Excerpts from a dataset
▬▬▬▬▬▬▬▬▬▬

//! Format negotiation: decide whether an upload is acceptable.
//!
//! Runs before any decoding or rendering. Every check works on metadata
//! already in hand (field name, filename, measured length, leading bytes),
//! so a rejected request costs nothing beyond reading its body.
//!
//! Uploaded parts are fully buffered by the HTTP layer before they reach
//! this module; there is no stream position to restore afterwards.

use crate::config::{ConversionOptions, SourceKind, TargetFormat};
use crate::error::ValidationError;
use std::path::Path;
use tracing::debug;

const PDF_MAGIC: &[u8] = b"%PDF";

/// How far into a file the `%PDF` header may start.
pub const PDF_HEADER_WINDOW: usize = 1024;

/// A validated conversion request.
///
/// Only constructible through [`ConversionRequest::pdf_to_images`] and
/// [`ConversionRequest::images_to_pdf`], so holding one means every
/// negotiation check has passed.
#[derive(Debug, Clone)]
pub struct ConversionRequest {
    /// One PDF, or the ordered image parts.
    pub sources: Vec<UploadedFile>,
    pub source_kind: SourceKind,
    pub target_format: TargetFormat,
    pub options: ConversionOptions,
}

impl ConversionRequest {
    /// Validate a PDF → images request.
    pub fn pdf_to_images(
        pdf: Option<UploadedFile>,
        format_token: Option<&str>,
        options: ConversionOptions,
    ) -> Result<Self, ValidationError> {
        check_file(pdf.as_ref(), "pdf", SourceKind::Pdf, options.max_bytes)?;
        let target_format = negotiate_image_format(format_token)?;
        Ok(Self {
            sources: pdf.into_iter().collect(),
            source_kind: SourceKind::Pdf,
            target_format,
            options,
        })
    }

    /// Validate an images → PDF request.
    pub fn images_to_pdf(
        parts: Vec<UploadedFile>,
        options: ConversionOptions,
    ) -> Result<Self, ValidationError> {
        let sources = check_images(parts, options.max_bytes)?;
        Ok(Self {
            sources,
            source_kind: SourceKind::ImageSequence,
            target_format: TargetFormat::Pdf,
            options,
        })
    }
}

/// One file part of a multipart upload, fully read into memory.
#[derive(Debug, Clone)]
pub struct UploadedFile {
    /// Multipart field name, e.g. `pdf` or `images[2]`.
    pub field: String,
    /// Client-supplied filename (may be empty).
    pub filename: String,
    pub bytes: Vec<u8>,
}

impl UploadedFile {
    pub fn new(field: impl Into<String>, filename: impl Into<String>, bytes: Vec<u8>) -> Self {
        Self {
            field: field.into(),
            filename: filename.into(),
            bytes,
        }
    }

    /// Filename without its extension, for naming derived downloads.
    pub fn stem(&self) -> &str {
        Path::new(&self.filename)
            .file_stem()
            .and_then(|s| s.to_str())
            .filter(|s| !s.is_empty())
            .unwrap_or("document")
    }
}

/// Lower-cased extension of `filename`, if any.
pub fn extension(filename: &str) -> Option<String> {
    Path::new(filename)
        .extension()
        .and_then(|e| e.to_str())
        .map(|e| e.to_ascii_lowercase())
}

/// Validate a single uploaded file against the expected source kind.
///
/// Checks, in order: presence, non-empty filename, extension, measured size,
/// and (for PDFs) the `%PDF` magic bytes.
pub fn check_file<'a>(
    file: Option<&'a UploadedFile>,
    field: &str,
    kind: SourceKind,
    max_bytes: usize,
) -> Result<&'a UploadedFile, ValidationError> {
    let file = file.ok_or_else(|| ValidationError::MissingFile {
        field: field.to_string(),
    })?;

    if file.filename.trim().is_empty() {
        return Err(ValidationError::EmptyFilename);
    }

    let accepted = extension(&file.filename)
        .map(|ext| kind.extensions().contains(&ext.as_str()))
        .unwrap_or(false);
    if !accepted {
        return Err(ValidationError::WrongExtension {
            filename: file.filename.clone(),
            expected: kind.label().to_string(),
        });
    }

    if file.bytes.len() > max_bytes {
        return Err(ValidationError::TooLarge {
            size: file.bytes.len(),
            max: max_bytes,
        });
    }

    if kind == SourceKind::Pdf && !has_pdf_header(&file.bytes) {
        return Err(ValidationError::NotAPdf {
            filename: file.filename.clone(),
            magic: file.bytes.iter().take(4).copied().collect(),
        });
    }

    debug!(
        "Accepted {} upload '{}' ({} bytes)",
        kind.label(),
        file.filename,
        file.bytes.len()
    );
    Ok(file)
}

/// `%PDF` appears within the first [`PDF_HEADER_WINDOW`] bytes.
fn has_pdf_header(bytes: &[u8]) -> bool {
    let window = &bytes[..bytes.len().min(PDF_HEADER_WINDOW)];
    window.windows(PDF_MAGIC.len()).any(|w| w == PDF_MAGIC)
}

/// Resolve the `format` form field for the PDF → images direction.
pub fn negotiate_image_format(token: Option<&str>) -> Result<TargetFormat, ValidationError> {
    match token {
        Some(t) if !t.trim().is_empty() => TargetFormat::parse_image_token(t),
        _ => Err(ValidationError::MissingField {
            field: "format".to_string(),
        }),
    }
}

/// Position of an image part within the upload form.
#[derive(Debug, Clone, Copy, PartialEq, Eq)]
pub enum ImageField {
    /// `images[N]`
    Indexed(usize),
    /// `images`, `images[]` or `file`
    Plain,
}

/// Classify a multipart field name as an image part, if it is one.
pub fn image_field(name: &str) -> Option<ImageField> {
    if matches!(name, "images" | "images[]" | "file" | "files") {
        return Some(ImageField::Plain);
    }
    name.strip_prefix("images[")
        .and_then(|rest| rest.strip_suffix(']'))
        .and_then(|idx| idx.parse::<usize>().ok())
        .map(ImageField::Indexed)
}

/// Order image parts the way the upload form numbered them.
///
/// Indexed parts (`images[0]`, `images[1]`, …) come first, in index order,
/// and stop at the first missing index. Plain parts follow in arrival order.
/// Parts with neither a filename nor content (an empty file input) are
/// dropped.
pub fn order_image_parts(parts: Vec<UploadedFile>) -> Vec<UploadedFile> {
    let mut indexed: Vec<(usize, UploadedFile)> = Vec::new();
    let mut plain: Vec<UploadedFile> = Vec::new();

    for part in parts {
        if part.filename.trim().is_empty() && part.bytes.is_empty() {
            continue;
        }
        match image_field(&part.field) {
            Some(ImageField::Indexed(i)) => indexed.push((i, part)),
            Some(ImageField::Plain) => plain.push(part),
            None => {}
        }
    }

    indexed.sort_by_key(|(i, _)| *i);

    let mut ordered = Vec::with_capacity(indexed.len() + plain.len());
    let mut expected = 0usize;
    for (i, part) in indexed {
        if i != expected {
            break;
        }
        ordered.push(part);
        expected += 1;
    }
    ordered.extend(plain);
    ordered
}

/// Validate and order the image parts of an images → PDF upload.
pub fn check_images(
    parts: Vec<UploadedFile>,
    max_bytes: usize,
) -> Result<Vec<UploadedFile>, ValidationError> {
    let ordered = order_image_parts(parts);
    if ordered.is_empty() {
        return Err(ValidationError::NoImages);
    }
    for part in &ordered {
        check_file(Some(part), &part.field, SourceKind::ImageSequence, max_bytes)?;
    }
    Ok(ordered)
}

#[cfg(test)]
mod tests {
    use super::*;

    fn pdf(name: &str, bytes: &[u8]) -> UploadedFile {
        UploadedFile::new("pdf", name, bytes.to_vec())
    }

    #[test]
    fn missing_file_is_rejected() {
        let err = check_file(None, "pdf", SourceKind::Pdf, 100).unwrap_err();
        assert!(matches!(err, ValidationError::MissingFile { ref field } if field == "pdf"));
    }

    #[test]
    fn empty_filename_is_rejected() {
        let f = pdf("", b"%PDF-1.7");
        let err = check_file(Some(&f), "pdf", SourceKind::Pdf, 100).unwrap_err();
        assert!(matches!(err, ValidationError::EmptyFilename));
    }

    #[test]
    fn extension_must_match_kind() {
        let f = pdf("scan.png", b"%PDF-1.7");
        let err = check_file(Some(&f), "pdf", SourceKind::Pdf, 100).unwrap_err();
        assert!(matches!(err, ValidationError::WrongExtension { .. }));

        let f = pdf("REPORT.PDF", b"%PDF-1.7");
        assert!(check_file(Some(&f), "pdf", SourceKind::Pdf, 100).is_ok());
    }

    #[test]
    fn oversize_is_rejected_before_magic_check() {
        let f = pdf("big.pdf", &[b'x'; 101]);
        let err = check_file(Some(&f), "pdf", SourceKind::Pdf, 100).unwrap_err();
        assert!(err.is_oversize());
    }

    #[test]
    fn size_at_limit_is_accepted() {
        let mut bytes = b"%PDF".to_vec();
        bytes.resize(100, b' ');
        let f = pdf("ok.pdf", &bytes);
        assert!(check_file(Some(&f), "pdf", SourceKind::Pdf, 100).is_ok());
    }

    #[test]
    fn pdf_magic_is_checked() {
        let f = pdf("fake.pdf", b"GIF89a");
        let err = check_file(Some(&f), "pdf", SourceKind::Pdf, 100).unwrap_err();
        assert!(matches!(err, ValidationError::NotAPdf { ref magic, .. } if magic == b"GIF8"));
    }

    #[test]
    fn pdf_header_may_follow_leading_bytes() {
        let mut bytes = vec![0xEF, 0xBB, 0xBF];
        bytes.extend_from_slice(b"\r\n%PDF-1.4\n");
        let f = pdf("bom.pdf", &bytes);
        assert!(check_file(Some(&f), "pdf", SourceKind::Pdf, 4096).is_ok());

        let mut late = vec![b' '; PDF_HEADER_WINDOW];
        late.extend_from_slice(b"%PDF-1.4");
        let f = pdf("late.pdf", &late);
        assert!(matches!(
            check_file(Some(&f), "pdf", SourceKind::Pdf, 4096).unwrap_err(),
            ValidationError::NotAPdf { .. }
        ));

        let mut edge = vec![b' '; PDF_HEADER_WINDOW - 4];
        edge.extend_from_slice(b"%PDF-1.4");
        let f = pdf("edge.pdf", &edge);
        assert!(check_file(Some(&f), "pdf", SourceKind::Pdf, 4096).is_ok());
    }

    #[test]
    fn format_negotiation() {
        assert_eq!(negotiate_image_format(Some("png")).unwrap(), TargetFormat::Png);
        assert_eq!(negotiate_image_format(Some("jpg")).unwrap(), TargetFormat::Jpeg);
        assert!(matches!(
            negotiate_image_format(None).unwrap_err(),
            ValidationError::MissingField { .. }
        ));
        assert!(matches!(
            negotiate_image_format(Some("gif")).unwrap_err(),
            ValidationError::UnsupportedFormat { .. }
        ));
    }

    #[test]
    fn image_field_names() {
        assert_eq!(image_field("images[0]"), Some(ImageField::Indexed(0)));
        assert_eq!(image_field("images[12]"), Some(ImageField::Indexed(12)));
        assert_eq!(image_field("images[]"), Some(ImageField::Plain));
        assert_eq!(image_field("images"), Some(ImageField::Plain));
        assert_eq!(image_field("images[x]"), None);
        assert_eq!(image_field("format"), None);
    }

    #[test]
    fn indexed_parts_are_ordered_and_stop_at_gap() {
        let parts = vec![
            UploadedFile::new("images[1]", "b.png", vec![1]),
            UploadedFile::new("images[0]", "a.png", vec![0]),
            UploadedFile::new("images[3]", "d.png", vec![3]),
            UploadedFile::new("layout", "", vec![]),
            UploadedFile::new("images", "e.png", vec![4]),
        ];
        let names: Vec<_> = order_image_parts(parts)
            .into_iter()
            .map(|p| p.filename)
            .collect();
        assert_eq!(names, vec!["a.png", "b.png", "e.png"]);
    }

    #[test]
    fn no_images_is_rejected() {
        let parts = vec![UploadedFile::new("images[0]", "", vec![])];
        assert!(matches!(
            check_images(parts, 100).unwrap_err(),
            ValidationError::NoImages
        ));
    }

    #[test]
    fn non_image_extension_in_sequence_is_rejected() {
        let parts = vec![
            UploadedFile::new("images[0]", "a.jpg", vec![1]),
            UploadedFile::new("images[1]", "notes.txt", vec![1]),
        ];
        assert!(matches!(
            check_images(parts, 100).unwrap_err(),
            ValidationError::WrongExtension { .. }
        ));
    }

    #[test]
    fn stem_falls_back() {
        assert_eq!(UploadedFile::new("pdf", "report.pdf", vec![]).stem(), "report");
        assert_eq!(UploadedFile::new("pdf", ".pdf", vec![]).stem(), ".pdf");
        assert_eq!(UploadedFile::new("pdf", "", vec![]).stem(), "document");
    }
}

▬▬▬▬▬▬▬▬▬▬

■ **EXERCISE AIM**:
Where a line in the records above includes the string "Path", show it.

■ **RESPONSE TO THIS TASK**:
use std::path::Path;
        Path::new(&self.filename)
    Path::new(filename)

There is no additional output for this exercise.